The context of what we are doing to do

The purpose is to illustrate the Bootstrap. This is a very powerful and useful technique with many applications. In order to develop the idea behind the method, we are going to make use of a motivation presented in the ISLR book. We will provide some additional code and visualization tools associated to such example.

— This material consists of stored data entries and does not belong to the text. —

use crate::host_attrs::ContainerAttrs;
use crate::host_attrs::FieldAttrs;
use crate::lower_camel_case::lower_camel_case;
use quote::quote;
use syn::Data;
use syn::DataEnum;
use syn::DeriveInput;
use syn::Fields;
use syn::spanned::Spanned;

pub(crate) struct HostTypeDerive(DeriveInput);
impl HostTypeDerive {
    pub fn new(input: DeriveInput) -> Self {
        Self(input)
    }

    pub fn expand(&self) -> syn::Result<proc_macro2::TokenStream> {
        let input = &self.0;
        if !input.generics.params.is_empty() {
            return Err(syn::Error::new(
                input.generics.span(),
                "`#[derive(HostType)]` does not support generic types",
            ));
        }

        let attrs = ContainerAttrs::parse(&input.attrs)?;
        let name = &input.ident;
        let path = match &attrs.path {
            Some(path) => quote! { #path },
            None => {
                let name_str = name.to_string();
                quote! { ::core::concat!(::core::module_path!(), "::", #name_str) }
            },
        };

        let constructor = match &input.data {
            Data::Struct(data) => {
                let members = struct_members(&data.fields)?;
                quote! {
                    ::schema_inspector::host::HostType::concrete(#path)
                        #(#members)*
                }
            },
            Data::Enum(data) => {
                let permitted = permitted_types(data)?;
                quote! {
                    ::schema_inspector::host::HostType::abstract_type(#path)
                        #(.permitting(
                            <#permitted as ::schema_inspector::host::DescribeHostTypeRef>
                                ::describe_host_type_ref()
                                .path()
                                .unwrap_or_default()
                        ))*
                }
            },
            Data::Union(data) => return Err(syn::Error::new(
                data.union_token.span(),
                "`#[derive(HostType)]` does not support unions",
            )),
        };

        let extra_members = attrs.extra_members.iter().map(|member| {
            let member_name = &member.name;
            let ty = &member.ty;
            quote! {
                .with_member(
                    #member_name,
                    <#ty as ::schema_inspector::host::DescribeHostTypeRef>::describe_host_type_ref(),
                )
            }
        });
        let implements = &attrs.implements;

        Ok(quote! {
            impl ::schema_inspector::host::DescribeHostType for #name {
                fn describe_host_type() -> ::schema_inspector::host::HostType {
                    #constructor
                        #(#extra_members)*
                        #(.implementing(
                            <#implements as ::schema_inspector::host::DescribeHostTypeRef>
                                ::describe_host_type_ref()
                                .path()
                                .unwrap_or_default()
                        ))*
                }
            }

            impl ::schema_inspector::host::DescribeHostTypeRef for #name {
                fn describe_host_type_ref() -> ::schema_inspector::host::HostTypeRef {
                    ::schema_inspector::host::HostTypeRef::named(#path)
                }
            }
        })
    }
}

impl std::convert::From<HostTypeDerive> for proc_macro::TokenStream {
    fn from(val: HostTypeDerive) -> Self {
        match val.expand() {
            Ok(tokens) => tokens.into(),
            Err(err) => err.to_compile_error().into(),
        }
    }
}

/// The types wrapped by an enum's single-field tuple variants. Unit variants
/// don't name a host type and are ignored.
fn permitted_types(data: &DataEnum) -> syn::Result<Vec<&syn::Type>> {
    let mut permitted = vec![];
    for variant in &data.variants {
        match &variant.fields {
            Fields::Unit => (),
            Fields::Unnamed(fields) if fields.unnamed.len() == 1 =>
                permitted.push(&fields.unnamed[0].ty),
            _ => return Err(syn::Error::new(
                variant.span(),
                "`#[derive(HostType)]` enum variants must be unit variants or wrap \
                exactly one type",
            )),
        }
    }
    Ok(permitted)
}

fn struct_members(fields: &Fields) -> syn::Result<Vec<proc_macro2::TokenStream>> {
    let fields = match fields {
        Fields::Named(fields) => &fields.named,
        Fields::Unit => return Ok(vec![]),
        Fields::Unnamed(fields) => return Err(syn::Error::new(
            fields.span(),
            "`#[derive(HostType)]` does not support tuple structs",
        )),
    };

    let mut members = vec![];
    for field in fields {
        let field_attrs = FieldAttrs::parse(&field.attrs)?;
        if field_attrs.skip {
            continue;
        }

        let Some(ident) = &field.ident else {
            continue;
        };
        let member_name = field_attrs.rename
            .unwrap_or_else(|| lower_camel_case(ident.to_string().as_str()));
        let ty = &field.ty;
        let type_ref =
            if field_attrs.opaque {
                quote! { ::schema_inspector::host::HostTypeRef::Opaque }
            } else {
                quote! {
                    <#ty as ::schema_inspector::host::DescribeHostTypeRef>::describe_host_type_ref()
                }
            };
        members.push(quote! { .with_member(#member_name, #type_ref) });
    }
    Ok(members)
}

Motivating the boostrap through a hands-on example

Suppose we want to invest in two different stocks in the market. We have access to historical data of the daily returns (joint returns) of those two assets, \((X_i,Y_i) \stackrel{i.i.d.}{\sim} \mathbb{P}_{X,Y},\quad i=1,\dots,n\). \(\mathbb{P}_{X,Y}\) denotes a joint probability distribution. For simplicity, and for the purposes of understanding how the bootstrap works, we assume that these observations are independent and identically distributed (i.i.d.). We are going to allocate a proportion of \(\alpha\in (0,1)\) of our total investing budget to the stock \(X\) and the rest (\(1-\alpha\)) to the asset \(Y\). We want to make the allocation in such a way that we minimize the variance of the return of the portfolio.

In this context, the total return in terms of the proportion we invest to each asset is given by \(f(\alpha, X, Y):= \alpha X+(1-\alpha)Y, \quad \forall \alpha \in (0,1)\) , where \((X,Y) \sim \mathbb{P}_{X,Y}\) is an observation of the daily joint returns of the asset. We want to minimize \(\mathbb{V}ar(f(\alpha, X, Y))\) with respect to alpha, picking the \(\alpha \in (0,1)\) that minimizes that expression. That is, we want to minimize the variance of the daily return of a portfolio consisting of two assets, with daily returns for each asset denoted by X and Y, respectively. We use the following notation: \(\sigma_X^2 := \mathbb{V}(X),\quad \sigma_Y^2:=\mathbb{V}ar(Y), \quad \sigma_{X,Y}:=Cov(X,Y)\). We assume that we \(\underline{don't}\) know this quantities, and we assume that they exist.

Notice that \(\mathbb{V}ar(f(\alpha, X, Y))=\mathbb{V}(\alpha X+(1-\alpha)Y)= \alpha^2\mathbb{V}(X)+(1-\alpha)^2\mathbb{V}(Y)+2\alpha(1-\alpha)Cov(X,Y)= \alpha^2\sigma_X^2+(1-\alpha)^2\sigma_Y^2+2\alpha(1-\alpha)\sigma_{X,Y}\) is a polynomial in \(\alpha\). We can use simple calculus to verify that

\[\begin{equation}\alpha^*:=\frac{\sigma_Y^2-\sigma_{X,Y}}{\sigma_X^2+\sigma_Y^2-2\sigma_{X,Y}}\end{equation}\]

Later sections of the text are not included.